Às vésperas do golpe militar de
31 de março de 1964, o Brasil vivia um ambiente de assanhamentos autoritários,
à esquerda e à direita. A primeira desistira de conduzir seu programa, as
reformas de base, por dentro do ordenamento institucional existente, insinuando
frequentemente atropelar as regras do jogo. A segunda convertera-se à paranóia que
circulava pela Guerra Fria, alardeando o risco de um golpe comunista no país.

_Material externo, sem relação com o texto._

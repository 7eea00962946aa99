//! Multi-provider: same request sent to Anthropic and OpenAI.
//!
//! Demonstrates provider-agnostic design — the same CompletionRequest works
//! with any Provider implementation.
//!
//! Set ANTHROPIC_API_KEY and OPENAI_API_KEY, then run:
//!   cargo run --example multi_provider -p neuron --features openai

use neuron::anthropic::Anthropic;
use neuron::openai::OpenAi;
use neuron::prelude::*;

/// Send a request to any provider and print the result.
async fn ask(name: &str, provider: &impl Provider, request: CompletionRequest) {
    println!("--- {name} ---");
    match provider.complete(request).await {
        Ok(response) => {
            let text = response
                .message
                .content
                .iter()
                .find_map(|block| match block {
                    ContentBlock::Text(t) => Some(t.as_str()),
                    _ => None,
                })
                .unwrap_or("[no text in response]");

            println!("Model:   {}", response.model);
            println!("Response: {text}");
            println!(
                "Usage:   {} input / {} output tokens",
                response.usage.input_tokens, response.usage.output_tokens
            );
        }
        Err(e) => {
            eprintln!("Error from {name}: {e}");
        }
    }
    println!();
}

#[tokio::main]
async fn main() -> Result<(), Box<dyn std::error::Error>> {
    // 1. Create providers from environment variables.
    let anthropic_key = std::env::var("ANTHROPIC_API_KEY")
        .expect("ANTHROPIC_API_KEY environment variable must be set");
    let openai_key = std::env::var("OPENAI_API_KEY")
        .expect("OPENAI_API_KEY environment variable must be set");

    let anthropic = Anthropic::new(anthropic_key);
    let openai = OpenAi::new(openai_key);

    // 2. Build a single request — clone it for each provider.
    let request = CompletionRequest {
        messages: vec![Message {
            role: Role::User,
            content: vec![ContentBlock::Text(
                "In one sentence, what is the theory of relativity?".to_string(),
            )],
        }],
        max_tokens: Some(256),
        ..Default::default()
    };

    // 3. Send to both providers.
    ask("Anthropic", &anthropic, request.clone()).await;
    ask("OpenAI", &openai, request).await;

    Ok(())
}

A
tensão do momento produziu 21 “anos de chumbo”
Para resistir ao regime
ditatorial, a esquerda se dividiu, parte dela recorreu às armas, sem conseguir
grandes contribuições, pelo contrário, forneceu elementos para o aprofundamento
da repressão governista. O retorno à democracia se deu pela ação conjunta de
múltiplos atores sociais no campo da sociedade civil, organizados numa frente
ampla contra a ditadura. A estratégia era “derrotar” e não “derrubar” o regime”.

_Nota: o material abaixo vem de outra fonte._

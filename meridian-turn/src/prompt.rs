//! Prompt template loading.
//!
//! Templates are addressed by a `(path, name)` pair, mirroring a
//! hierarchical `prompts/` directory (e.g. `"agents/writer"`,
//! `"introduction"`), and use `{variable}` substitution against a set of
//! caller-supplied values. Required variables are declared per template; a
//! missing one is a [`PromptError::MissingVariable`], not a silent blank.

use std::collections::HashMap;
use thiserror::Error;

/// Errors from prompt template loading and substitution.
#[non_exhaustive]
#[derive(Debug, Error)]
pub enum PromptError {
    /// No template registered at this path/name.
    #[error("prompt not found: {path}/{name}")]
    NotFound {
        /// Template path, e.g. `"agents/writer"`.
        path: String,
        /// Template name within that path, e.g. `"introduction"`.
        name: String,
    },

    /// A variable the template declares as required was not supplied.
    #[error("missing required variable '{0}' for prompt")]
    MissingVariable(String),

    /// Catch-all for other errors.
    #[error("{0}")]
    Other(#[from] Box<dyn std::error::Error + Send + Sync>),
}

/// A single template: its `{var}`-substitution body and the variable names
/// it requires.
#[derive(Debug, Clone)]
pub struct PromptTemplate {
    /// Template body, using `{name}` placeholders.
    pub template: String,
    /// Variable names that must be present in the substitution map.
    pub required_variables: Vec<String>,
}

impl PromptTemplate {
    /// Construct a template with no required variables.
    pub fn new(template: impl Into<String>) -> Self {
        Self {
            template: template.into(),
            required_variables: Vec::new(),
        }
    }

    /// Declare the variables this template requires.
    pub fn with_required(mut self, vars: impl IntoIterator<Item = impl Into<String>>) -> Self {
        self.required_variables = vars.into_iter().map(Into::into).collect();
        self
    }
}

/// Loads and fills prompt templates.
///
/// Implementations may back this with a static in-memory map (as
/// [`StaticPromptLoader`] does), a filesystem directory, or a remote
/// template store — the core only depends on this trait.
pub trait PromptLoader: Send + Sync {
    /// Fetch the named prompt at `path` and substitute `variables` into it.
    fn get_prompt(
        &self,
        path: &str,
        name: &str,
        variables: &HashMap<String, String>,
    ) -> Result<String, PromptError>;

    /// List the prompt names registered at `path`.
    fn list_prompts(&self, path: &str) -> Vec<String>;
}

/// A [`PromptLoader`] backed by an in-memory map of `(path, name) ->
/// template`, populated at construction time.
#[derive(Debug, Clone, Default)]
pub struct StaticPromptLoader {
    templates: HashMap<(String, String), PromptTemplate>,
}

impl StaticPromptLoader {
    /// Create an empty loader.
    pub fn new() -> Self {
        Self {
            templates: HashMap::new(),
        }
    }

    /// Register a template at `path`/`name`.
    pub fn register(
        mut self,
        path: impl Into<String>,
        name: impl Into<String>,
        template: PromptTemplate,
    ) -> Self {
        self.templates.insert((path.into(), name.into()), template);
        self
    }
}

impl PromptLoader for StaticPromptLoader {
    fn get_prompt(
        &self,
        path: &str,
        name: &str,
        variables: &HashMap<String, String>,
    ) -> Result<String, PromptError> {
        let key = (path.to_string(), name.to_string());
        let tmpl = self.templates.get(&key).ok_or_else(|| PromptError::NotFound {
            path: path.to_string(),
            name: name.to_string(),
        })?;

        for required in &tmpl.required_variables {
            if !variables.contains_key(required) {
                return Err(PromptError::MissingVariable(required.clone()));
            }
        }

        Ok(substitute(&tmpl.template, variables))
    }

    fn list_prompts(&self, path: &str) -> Vec<String> {
        self.templates
            .keys()
            .filter(|(p, _)| p == path)
            .map(|(_, name)| name.clone())
            .collect()
    }
}

/// Replace every `{name}` occurrence in `template` with its value from
/// `variables`. Unknown placeholders are left untouched.
fn substitute(template: &str, variables: &HashMap<String, String>) -> String {
    let mut out = String::with_capacity(template.len());
    let mut chars = template.chars().peekable();

    while let Some(c) = chars.next() {
        if c != '{' {
            out.push(c);
            continue;
        }
        let mut placeholder = String::new();
        let mut closed = false;
        for inner in chars.by_ref() {
            if inner == '}' {
                closed = true;
                break;
            }
            placeholder.push(inner);
        }
        if closed {
            match variables.get(&placeholder) {
                Some(value) => out.push_str(value),
                None => {
                    out.push('{');
                    out.push_str(&placeholder);
                    out.push('}');
                }
            }
        } else {
            out.push('{');
            out.push_str(&placeholder);
        }
    }

    out
}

A redemocratização, assim, se
deu com a participação heterogênea do campo democrático. Reuniam-se neste grupo
empresários, sindicatos, Igreja, movimentos sociais etc. A esquerda conseguiu
certo consenso, mas ainda sim uma parte significativa tratava a democracia como
uma necessidade tática para a transição ao socialismo, e não como valor
universal, o que enfraqueceu a construção de uma esquerda democrática forte, que
até hoje nos traz sérios prejuízos.
As Jornadas de Junho, por
exemplo, que levaram milhões de pessoas às ruas, não conseguiram trazer grandes
conquistas para o aprofundamento democrático, pior, facilitou o aparecimento de
grupos anacrônicos, em flerte com o
fascismo e cheios de apreço pela violência desmedida e anti-democrática, que
não se contentava com a propriedade, atingia pessoas.
Para piorar, a esquerda hegemônica
a 10 anos, do posto maior da República, atua para desestabilizar a
institucionalidade democrática, sendo orquestrando campanhas de injúria contra
o STF, desobedecendo a decisões judiciais ou denegrindo a imprensa, tratada
como “golpista”.
Tudo isso atesta a ausência de
uma esquerda democrática no país, o que tem facilitado não só a presença de
elementos autoritários em nossa cultura, mas, principalmente, dando cobertura a
permanência de uma baixa política, resumida a questões do cotidiano, sem
preocupações estruturais.
A tarefa de redefinir um campo
democrático de atuação da esquerda é urgente. A democracia é conquista
civilizatória, lugar seguro e exclusivo para se caminhar transformações
substantivas.
A presença de uma esquerda
simpática à “ditadura do proletariado” mostra certo atraso na adaptação de
nossas forças progressistas ao mundo contemporâneo. Para caminharmos rumo a uma
nova ordem social justa e solidária, é preciso que toda a esquerda incorpore a
democracia política como ponto inegociável em suas utopias. O caminho, porém,
parece ainda estar bem no princípio.